For MaArte Fair, Santos chose to focus on embroidery in the spirit of the craftsmanship the event wanted to champion. Aside from his typical flamboyant designs, he also played around with a new technique that involved mixing barong fabric with other see-through textures to replicate a stained glass effect. “This really brings out the sheer and delicate quality of the piece and emphasizes even the simplest lines of thread,” Santos said.
After learning about dadaism as a fine arts student in the University of the Philippines Diliman, Santos grew intrigued by the subversive possibilities of our national costume. Purists may see this as a form of disrespect but Santos maintains that the barong shouldn’t be treated differently from any other silhouette. “Hindi naman porket nilagyan na siya ng design, hindi na siya barong. May respeto pa rin ako sa elements that make it a barong. Like I do with all my other pieces, I simply bring it to the world of Randolf.”
HA.MÜ X Tropik Beatnik
When Abraham Guardian, half of the tandem behind maximalist brand HA.MÜ and Carla Cruz-Bellare of Tropik Beatnik learned they would be sharing a room with each other, they both knew it was a match made in heaven. As two of the most eccentric and colorful brands on the market, their design philosophies align almost perfectly. But, how does one contain all this vibrance in a single space? Simple. Make the set-up larger than life.
Like a page straight out of “Alice in Wonderland,” the room is a chessboard littered with patches of discordant colors. But entering the bathroom teleports us immediately to the upside down, where creepy creatures lurk in the shadows… or in this case, the tub. “We wanted to incorporate childish and dystopian themes that mirror our fairytale aesthetic but with the hint of the bright and sunny tropics as a homage to Manila,” Guardian said.
It’s a tough act to pull but HA.MÜ is known for their ability to weave together seemingly disparate elements. This is best seen in their famous “Flowers of Youth” collection from their PHxTokyo run, which was finally made available to the Philippine public. Composed of deconstructed and upcycled materials, all with their signature touch of clashing patterns and irregular cuts, each garment works to juxtapose themes of self-discovery with necessary suffering.
Tropik Beatnik matched this energy with their Tropikalia Market Collection, laid out on a dining table reminiscent of a giant tea party. “Our latest items are straight out of a fairytale: chunky flower chokers in candy hues, biscuit-like necklaces, and freshwater pearl rings, our clay earrings, and our latest foray into knit bags and hats,” said Cruz-Bellare.
These all surprisingly draw inspiration from everyday objects but infuse tropical aesthetics to reflect the energy of the Philippines.

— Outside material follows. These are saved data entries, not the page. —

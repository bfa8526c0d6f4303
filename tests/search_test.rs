//! Integration tests for query processing.

use std::sync::Arc;
use std::thread;

use glaive::config::IndexConfig;
use glaive::prelude::*;
use glaive::search::search_unbarreled;
use tempfile::TempDir;

fn docs(items: &[(&str, &str)]) -> Vec<Document> {
    items
        .iter()
        .map(|(id, text)| Document::from_text(*id, *text))
        .collect()
}

fn init_logger() {
    let _ = env_logger::builder().is_test(true).try_init();
}

fn engine_with(morphology: Arc<dyn MorphologyProvider>, items: &[(&str, &str)]) -> Result<SearchEngine> {
    init_logger();
    let engine = SearchEngine::new(IndexConfig::default(), morphology)?;
    engine.rebuild(docs(items))?;
    Ok(engine)
}

fn identity() -> Arc<dyn MorphologyProvider> {
    Arc::new(IdentityMorphology::new())
}

#[test]
fn test_empty_query_returns_nothing() -> Result<()> {
    let engine = engine_with(identity(), &[("doc1", "cat"), ("doc2", "dog")])?;

    assert!(engine.search("", false)?.is_empty());
    assert!(engine.search("", true)?.is_empty());
    assert!(engine.search(" ,.;! ", false)?.is_empty());
    Ok(())
}

#[test]
fn test_exact_match_after_normalization() -> Result<()> {
    let engine = engine_with(identity(), &[("doc1", "Cats are cute"), ("doc2", "Dogs are loyal")])?;

    assert_eq!(engine.search("Cats!", false)?, vec!["doc1"]);
    assert!(engine.search("cat", false)?.is_empty());
    assert_eq!(engine.search("are", false)?, vec!["doc1", "doc2"]);
    Ok(())
}

#[test]
fn test_lemmatized_index_matches_singular() -> Result<()> {
    let mut config = IndexConfig::default();
    config.lemmatize_on_index = true;
    let engine = SearchEngine::new(config, Arc::new(SuffixLemmatizer::new()))?;
    engine.rebuild(docs(&[("doc1", "Cats are cute"), ("doc2", "Dogs are loyal")]))?;

    assert_eq!(engine.search("cat", false)?, vec!["doc1"]);
    assert_eq!(engine.search("dogs", false)?, vec!["doc2"]);
    Ok(())
}

#[test]
fn test_and_across_terms() -> Result<()> {
    let engine = engine_with(identity(), &[("doc1", "cat"), ("doc2", "dog"), ("doc3", "cat dog")])?;

    assert_eq!(engine.search("cat dog", false)?, vec!["doc3"]);
    assert_eq!(engine.search("cat", false)?, vec!["doc1", "doc3"]);
    assert!(engine.search("cat dog bird", false)?.is_empty());
    Ok(())
}

#[test]
fn test_results_are_sorted() -> Result<()> {
    let engine = engine_with(
        identity(),
        &[("zeta", "shared"), ("alpha", "shared"), ("mike", "shared"), ("10", "shared")],
    )?;

    assert_eq!(engine.search("shared", false)?, vec!["10", "alpha", "mike", "zeta"]);
    Ok(())
}

#[test]
fn test_expansion_equivalence() -> Result<()> {
    let items = [("doc1", "a cat naps"), ("doc2", "dogs bark"), ("doc3", "the cat and the dog")];
    let engine = engine_with(Arc::new(SuffixLemmatizer::new()), &items)?;

    assert_eq!(engine.search("cats", true)?, engine.search("cat", false)?);
    assert_eq!(engine.search("cats", true)?, vec!["doc1", "doc3"]);
    assert!(engine.search("cats", false)?.is_empty());
    Ok(())
}

#[test]
fn test_expansion_with_dictionary() -> Result<()> {
    let dictionary = DictionaryMorphology::from_json(
        r#"{
            "lemmas": {"mice": "mouse"},
            "synonyms": [["car", "automobile", "auto"]]
        }"#,
    )?
    .with_fallback(Arc::new(SuffixLemmatizer::new()));

    let engine = engine_with(
        Arc::new(dictionary),
        &[
            ("doc1", "a mouse in the house"),
            ("doc2", "automobile repair"),
            ("doc3", "auto repair shop"),
            ("doc4", "car wash"),
        ],
    )?;

    assert_eq!(engine.search("mice", true)?, vec!["doc1"]);
    assert_eq!(engine.search("car", true)?, vec!["doc2", "doc3", "doc4"]);
    assert_eq!(engine.search("car repair", true)?, vec!["doc2", "doc3"]);
    assert_eq!(engine.search("car repair", false)?, Vec::<String>::new());
    Ok(())
}

#[test]
fn test_unbarreled_search_agrees() -> Result<()> {
    let items = [("doc1", "cat"), ("doc2", "dog"), ("doc3", "cat dog"), ("doc4", "Ünïcode 7 cats")];
    let morphology: Arc<dyn MorphologyProvider> = Arc::new(SuffixLemmatizer::new());
    let engine = engine_with(Arc::clone(&morphology), &items)?;
    let snapshot = engine.snapshot();

    for query in ["cat", "cat dog", "cats", "ünïcode", "7", "missing"] {
        for expand in [false, true] {
            let unbarreled = search_unbarreled(
                &snapshot.inverted,
                engine.normalizer(),
                morphology.as_ref(),
                query,
                expand,
            )?;
            assert_eq!(unbarreled, engine.search(query, expand)?, "{query} expand={expand}");
        }
    }
    Ok(())
}

#[test]
fn test_missing_barrel_is_a_hard_error() -> Result<()> {
    let temp_dir = TempDir::new().unwrap();
    let storage: Arc<dyn Storage> = Arc::new(FileStorage::new(temp_dir.path())?);

    let engine = SearchEngine::new(IndexConfig::default(), identity())?.with_storage(Arc::clone(&storage));
    engine.rebuild(docs(&[("doc1", "apple"), ("doc2", "zebra")]))?;

    let opened = SearchEngine::open(Arc::clone(&storage), IndexConfig::default(), identity())?;
    assert_eq!(opened.search("apple", false)?, vec!["doc1"]);

    // Lost after open: the barrel holding "zebra" is loaded lazily and fails.
    storage.delete_file("barrel_4.json")?;
    let err = opened.search("zebra", false).unwrap_err();
    assert!(err.is_index_unavailable());

    // Barrels already cached keep serving.
    assert_eq!(opened.search("apple", false)?, vec!["doc1"]);
    Ok(())
}

#[test]
fn test_queries_during_rebuild_see_whole_generations() -> Result<()> {
    let engine = Arc::new(engine_with(identity(), &[("old1", "alpha beta"), ("old2", "alpha")])?);

    let readers: Vec<_> = (0..4)
        .map(|_| {
            let engine = Arc::clone(&engine);
            thread::spawn(move || -> Result<()> {
                for _ in 0..200 {
                    let result = engine.search("alpha", false)?;
                    let old = result == vec!["old1", "old2"];
                    let new = result == vec!["new1", "new2", "new3"];
                    assert!(old || new, "mixed result {result:?}");
                }
                Ok(())
            })
        })
        .collect();

    for _ in 0..10 {
        engine.rebuild(docs(&[("new1", "alpha"), ("new2", "alpha beta"), ("new3", "alpha")]))?;
        engine.rebuild(docs(&[("old1", "alpha beta"), ("old2", "alpha")]))?;
    }

    for reader in readers {
        reader.join().unwrap()?;
    }
    assert_eq!(engine.generation(), 21);
    Ok(())
}

#[test]
fn test_queries_on_opened_index_during_persisted_rebuilds() -> Result<()> {
    init_logger();
    let storage: Arc<dyn Storage> = Arc::new(MemoryStorage::new());
    let old_docs = [("old1", "apple zebra"), ("old2", "apple")];
    let new_docs = [("new1", "apple zebra"), ("new2", "apple zebra"), ("new3", "zebra")];

    SearchEngine::new(IndexConfig::default(), identity())?
        .with_storage(Arc::clone(&storage))
        .rebuild(docs(&old_docs))?;
    // Barrels 0 (a-c) and 4 (s-z) are read lazily from storage by the
    // first generation.
    let engine = Arc::new(SearchEngine::open(Arc::clone(&storage), IndexConfig::default(), identity())?);

    let readers: Vec<_> = (0..4)
        .map(|_| {
            let engine = Arc::clone(&engine);
            thread::spawn(move || -> Result<()> {
                for _ in 0..200 {
                    let result = engine.search("apple zebra", false)?;
                    let old = result == vec!["old1"];
                    let new = result == vec!["new1", "new2"];
                    assert!(old || new, "mixed result {result:?}");
                }
                Ok(())
            })
        })
        .collect();

    for _ in 0..5 {
        engine.rebuild(docs(&new_docs))?;
        engine.rebuild(docs(&old_docs))?;
    }
    engine.rebuild(docs(&new_docs))?;

    for reader in readers {
        reader.join().unwrap()?;
    }
    assert_eq!(engine.generation(), 12);

    let reopened = SearchEngine::open(storage, IndexConfig::default(), identity())?;
    assert_eq!(reopened.search("apple zebra", false)?, vec!["new1", "new2"]);
    assert_eq!(reopened.snapshot(), engine.snapshot());
    Ok(())
}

Through this combination of thoughtful design and dazzling colors, Cruz-Bellare hopes to spark emotions of amazement, delight, and even childlike wonder in customers. “When you wear a Tropik Beatnik piece, they’re not just supposed to be accessories; they’re extensions of yourself. I want each customer to feel beautiful, confident in their own skin, and most like themselves.”
As faithful advocates of the big and bold, both HA.MÜ and Tropik Beatnik understand that they operate within a market that prioritizes practicality. But they continue to trudge on with an insistent refusal to be basic. Like Guardian himself said, “Current binaries in clothing are already restrictive enough, as is. At the end of the day, all we’re trying to do is come up with as many ways as possible to express ourselves.”